Australia - Fixed & Mobile Telecoms Statistics (tables only)

Paul Budde Communication Pty Ltd
November 7, 2011
70 Pages - SKU: PBC6671342
Attention: There is an updated edition available for this report.
Countries covered: Australia

Australia - Fixed & Mobile Telecoms Statistics (tables only)

This tables only report provides 102 statistical tables and 62 charts for fixed-line and mobile operations in Australia, together with summaries of company statistics.

Additional Information

Market to grow to $80 billion by 2020The Australian telecommunications industry is preparing itself for the National Broadband Network. While it will be several years before the full impact of the NBN is felt, it will also take several years to change the industry around. Companies will have to reorganise themselves into new markets such as infrastructure and construction; middleware such as data centres, content hosting, cloud computing, OSS/BSS; and retail.

This reorganisation and repositioning is already noticeable in current market activities, where the focus is moving from ARPU to market share. Prices in mobile and fixed broadband have dropped significantly during 2010 as operators try to win as many customers as possible. These customer bases are becoming very valuable and more companies will want to do business with their customers through digital services. The telcos and ISPS are positioning themselves as attractive partners for such developments.

Declining traditional revenue

The total telecoms service market is segmented according to major provider (Telstra, Optus VHA and other providers). Telstra still dominates the overall Australian telecom market, with more than 60% market share of overall revenues in 2009/10. However, Telstra’s annual results for 2010 showed declining revenue in most segments, and this did not improve much in 2011.

PSTN revenues (fixed-line voice and local access revenues), continue on a downward spiral for all the telcos, while the data market has now overtaken the mobile sector as the main driver of growth, driven by the retail broadband sector.

Fixed-line voice is declining in the second-tier market at an even faster rate than in the first-tier market - by more than 11% in 2008/09 and more than 8% in 2009/10. Falling revenue reflects increased bundle value, as well as consumers moving away from fixed-line voice services. However it may also be a symptom of increased reliance on VoIP-based platforms (such as iiNet’s successful BoB promotion) for voice service provision in the second-tier market. Revenues in second-tier mobile services and data services (including Internet access) continue to show satisfactory growth.

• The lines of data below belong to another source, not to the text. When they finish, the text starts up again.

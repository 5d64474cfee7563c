//! toc_core: Core types shared by every TOC crate.
//!
//! This crate is **I/O-free**. It defines the stable types used across the
//! workspace (`toc_io`, `toc_algo`, `toc_report`, `toc_pipeline`, `toc_cli`).
//!
//! - Proposal identity: `ProposalKey`
//! - Proposal source seams: `Proposal`, `Competition` (+ in-memory impls)
//! - Grouped data: `Group`, `GroupingTable`, `HierarchicalNode`, `Level`, `GroupedData`
//! - Render-time ordering: `SortPolicy`
//! - External lookup: `RegionTable`
//! - Raw column descriptors: `ColumnSpec`, `FormatterSpec`
//! - Render-phase input: `ViewerContext`
//!
//! Serialization derives are gated behind the `serde` feature (on by default).

#![forbid(unsafe_code)]

pub mod errors {
    use core::fmt;

    /// Minimal error set for core-domain validation.
    #[derive(Clone, Debug, Eq, PartialEq)]
    pub enum CoreError {
        InvalidKey,
        EmptyColumnSets,
        UnevenColumnSets { expected: usize, found: usize },
        DuplicateGroup(String),
    }

    impl fmt::Display for CoreError {
        fn fmt(&self, f: &mut fmt::Formatter<'_>) -> fmt::Result {
            match self {
                CoreError::InvalidKey => write!(f, "invalid identifier"),
                CoreError::EmptyColumnSets => write!(f, "at least one non-empty column set is required"),
                CoreError::UnevenColumnSets { expected, found } => {
                    write!(f, "column sets must share one length: expected {expected}, found {found}")
                }
                CoreError::DuplicateGroup(name) => write!(f, "group declared twice: {name}"),
            }
        }
    }

    impl std::error::Error for CoreError {}
}

pub mod columns;
pub mod grouping;
pub mod ids;
pub mod proposal;
pub mod region;
pub mod sort;
pub mod viewer;

pub use columns::{ColumnSpec, FormatterSpec};
pub use errors::CoreError;
pub use grouping::{Group, GroupedData, GroupingTable, HierarchicalNode, Level, NodeBody};
pub use ids::{ProposalKey, TocName};
pub use proposal::{Competition, CompetitionData, Proposal, ProposalRecord};
pub use region::{RegionEntry, RegionTable};
pub use sort::SortPolicy;
pub use viewer::{AccessSet, ProposalFields, ViewerContext};
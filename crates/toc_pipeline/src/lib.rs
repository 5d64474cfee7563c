//! toc_pipeline: TOC facade and orchestration.
//!
//! - `Toc`: one configured TOC. Constructed once (static configuration), built
//!   exactly once from a competition, then read any number of times through
//!   `grouped_data()` and `render_spec()`.
//! - `definition`: manifest `TocDefinition` → `Toc`.
//! - `run`: whole-manifest flow (load → build → artifacts → optional render pass).
//!
//! File access goes through `toc_io`; grouping through `toc_algo`; plans through `toc_report`.

#![forbid(unsafe_code)]

use thiserror::Error;
use toc_algo::AlgoError;
use toc_io::IoError;
use toc_report::ReportError;

pub mod budget;
pub mod definition;
pub mod run;
pub mod toc;

pub use budget::{ANNUAL_BUDGET_BRACKETS, ANNUAL_BUDGET_TOC_NAME};
pub use definition::toc_from_definition;
pub use run::{run_from_manifest_path, RunOptions, RunSummary, TocSummary};
pub use toc::{Toc, TocKind};

/// Single error surface for TOC construction, build and orchestration.
#[derive(Debug, Error)]
pub enum PipelineError {
    #[error("invalid toc name: {0:?}")]
    InvalidName(String),

    /// A manifest definition that does not fit its kind.
    #[error("toc {toc}: {problem}")]
    Definition { toc: String, problem: String },

    #[error("toc {0}: build may only run once")]
    AlreadyBuilt(String),

    #[error("toc {0}: not built yet")]
    NotBuilt(String),

    #[error("grouping: {0}")]
    Algo(#[from] AlgoError),

    /// Plan synthesis failure (bad column definition, bad plan parameters).
    #[error("render plan: {0}")]
    Report(#[from] ReportError),

    /// Plan interpretation failure for a viewer.
    #[error("toc {toc}: render failed: {source}")]
    Render { toc: String, source: ReportError },

    #[error(transparent)]
    Io(#[from] IoError),
}
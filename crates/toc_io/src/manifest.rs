// crates/toc_io/src/manifest.rs
//
// TOC manifest: which competition to read, the optional region table, and one
// definition per TOC to build.
//
// - Input paths are local. Relative paths resolve against the manifest's directory.
// - Anything with a scheme is rejected before touching the filesystem.
// - A region table is required as soon as one TOC is region-aware.
// - TOC names must be unique; they name the output artifacts.

use std::collections::BTreeSet;
use std::fs;
use std::path::{Path, PathBuf};

use serde::{Deserialize, Serialize};
use toc_core::{FormatterSpec, ProposalKey, SortPolicy, TocName};

use crate::{looks_like_url, IoError, IoResult};

/// Name used when an annual-budget TOC does not set one.
pub const ANNUAL_BUDGET_TOC_NAME: &str = "Annual_Budgets";

#[derive(Debug, Clone, Copy, PartialEq, Eq, Serialize, Deserialize)]
#[serde(rename_all = "snake_case")]
pub enum TocKind {
    Generic,
    MultiLine,
    List,
    AnnualBudget,
    Geographic,
    RegionAwareGeographic,
}

impl TocKind {
    pub fn needs_region_table(self) -> bool {
        matches!(self, TocKind::RegionAwareGeographic)
    }
}

fn default_true() -> bool {
    true
}

/// One TOC as written in the manifest. Which fields matter depends on `kind`;
/// `toc_pipeline` checks the combination when it builds the `Toc`.
#[derive(Debug, Clone, PartialEq, Eq, Serialize, Deserialize)]
#[serde(deny_unknown_fields)]
pub struct TocDefinition {
    pub kind: TocKind,
    #[serde(default)]
    pub name: Option<String>,
    /// Single grouping column (generic, multi_line, annual_budget).
    #[serde(default)]
    pub column: Option<String>,
    /// Several grouping columns (generic, multi_line).
    #[serde(default)]
    pub columns: Vec<String>,
    /// Equal-length column tuples (geographic kinds).
    #[serde(default)]
    pub column_sets: Vec<Vec<String>>,
    /// Declared groups, shown first and in this order.
    #[serde(default)]
    pub groups: Option<Vec<String>>,
    #[serde(default)]
    pub sort: Option<SortPolicy>,
    #[serde(default = "default_true")]
    pub include_wiki_toc: bool,
    /// Restrict the TOC to these proposals instead of the whole competition.
    #[serde(default)]
    pub proposals: Option<Vec<ProposalKey>>,
    #[serde(default)]
    pub formatter: FormatterSpec,
}

impl TocDefinition {
    pub fn new(kind: TocKind) -> Self {
        Self {
            kind,
            name: None,
            column: None,
            columns: Vec::new(),
            column_sets: Vec::new(),
            groups: None,
            sort: None,
            include_wiki_toc: true,
            proposals: None,
            formatter: FormatterSpec::default(),
        }
    }

    /// The name the TOC and its artifacts go by.
    pub fn effective_name(&self) -> Option<&str> {
        match (&self.name, self.kind) {
            (Some(n), _) => Some(n.as_str()),
            (None, TocKind::AnnualBudget) => Some(ANNUAL_BUDGET_TOC_NAME),
            (None, _) => None,
        }
    }
}

/// External manifest accepted by the loader.
#[derive(Debug, Clone, PartialEq, Eq, Serialize, Deserialize)]
#[serde(deny_unknown_fields)]
pub struct TocManifest {
    pub competition: String,
    #[serde(default)]
    pub region_table: Option<String>,
    pub tocs: Vec<TocDefinition>,
}

/// Manifest with paths resolved and checked to be existing files.
#[derive(Debug, Clone)]
pub struct ResolvedManifest {
    pub competition: PathBuf,
    pub region_table: Option<PathBuf>,
    pub tocs: Vec<TocDefinition>,
}

// ---------- helpers ----------

fn join_under(base: &Path, rel: &str) -> PathBuf {
    let p = Path::new(rel);
    if p.is_absolute() {
        p.to_path_buf()
    } else {
        base.join(p)
    }
}

fn offline_check(field: &str, value: &str) -> IoResult<()> {
    if value.trim().is_empty() {
        return Err(IoError::Manifest(format!("field must not be empty: {field}")));
    }
    if looks_like_url(value) {
        return Err(IoError::Manifest(format!("path must be local (no scheme) for {field}: {value}")));
    }
    Ok(())
}

fn existing_file(field: &str, path: PathBuf) -> IoResult<PathBuf> {
    let meta = fs::metadata(&path).map_err(|e| IoError::Path(format!("cannot access {field} {}: {e}", path.display())))?;
    if !meta.is_file() {
        return Err(IoError::Manifest(format!("path is not a file for {field}: {}", path.display())));
    }
    Ok(path)
}

// ---------- validation ----------

/// Shape and path policy checks. No I/O.
pub fn validate_manifest(man: &TocManifest) -> IoResult<()> {
    offline_check("competition", &man.competition)?;
    if let Some(rt) = &man.region_table {
        offline_check("region_table", rt)?;
    }
    if man.tocs.is_empty() {
        return Err(IoError::Manifest("no tocs defined".into()));
    }

    let mut names = BTreeSet::new();
    for (i, def) in man.tocs.iter().enumerate() {
        let name = def
            .effective_name()
            .ok_or_else(|| IoError::Manifest(format!("tocs[{i}]: missing name")))?;
        TocName::try_from(name).map_err(|e| IoError::Manifest(format!("tocs[{i}]: {e}: {name:?}")))?;
        if !names.insert(name) {
            return Err(IoError::Manifest(format!("duplicate toc name: {name}")));
        }
        if def.kind.needs_region_table() && man.region_table.is_none() {
            return Err(IoError::Manifest(format!("toc {name} is region-aware but no region_table is set")));
        }
    }
    Ok(())
}

/// Resolve input paths against `base_dir` and require them to be files.
pub fn resolve_paths(base_dir: &Path, man: &TocManifest) -> IoResult<ResolvedManifest> {
    let competition = existing_file("competition", join_under(base_dir, &man.competition))?;
    let region_table = man
        .region_table
        .as_deref()
        .map(|rt| existing_file("region_table", join_under(base_dir, rt)))
        .transpose()?;
    Ok(ResolvedManifest { competition, region_table, tocs: man.tocs.clone() })
}

/// Read, validate and resolve the manifest at `path`.
pub fn load_manifest(path: &Path) -> IoResult<ResolvedManifest> {
    let text = fs::read_to_string(path).map_err(|e| IoError::Path(format!("{}: {e}", path.display())))?;
    let man: TocManifest = serde_json::from_str(&text)?;
    validate_manifest(&man)?;
    let base = path.parent().unwrap_or_else(|| Path::new("."));
    resolve_paths(base, &man)
}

NBN - full steam ahead into 2012

With the legislation in place significant progress has been made during 2011 in preparation for the rollout of the NBN. The last major part of the complex puzzle was the arrangements with Telstra. Since the change in management in 2009, that company has embraced the NBN and embarked on its own business transformation process. Significant new steps have been taken, which are already positioning the company at the forefront of the new business opportunities that will arise once the NBN is in place. Separately, it has negotiated good deals with the government in relation to its infrastructure assets and the handover of customers from its old networks to the NBN.

The mobile market in 2011

In 2011 the mobile communications market in Australia, as in other developed economies, is seeing a further shift in emphasis from voice to data-orientated services, driven by more new handsets and applications. Penetration has outstripped the size of the market, which indicates that people are increasingly using multiple services and multiple devices.

While voice is still the dominant mobile service in Australia, mobile data has steadily become more popular, spurred on by the advent of smartphones from vendors like Apple, HTC and RIM. These smartphones facilitate a wide range of data applications and services. However the winner in 2011 will be the handsets based on Google’s Android operating system. No longer held back by the mobile operators, mobile broadband growth has been extremely rapid since late 2007 and this is also to be the main feature of 2011 and 2012.

Australia’s competitive mobile industry

Mobile services have expanded beyond voice and SMS, as operators seek to increase their revenues and market share as the mobile penetration rate of around 125% continues to rise in the saturated mobile market in 2011/12.

The arrival of the iPhone forced the industry to change - rather than controlling the apps and portals market the industry has become a broadband infrastructure facilitator. This has created a new growth area in the industry, which is based more on infrastructure than on apps or services. Total mobile services revenue earned by the major mobile operators is set to continue to grow, but at a slower rate than the growth seen in the final years of the previous decade. This may reflect price competition from Telstra, the effect of increased competition from MVNOs - eg, Lebara - and the effect of a saturated market and competition.Data in this report is the latest available at the time of preparation and may not be for the current year.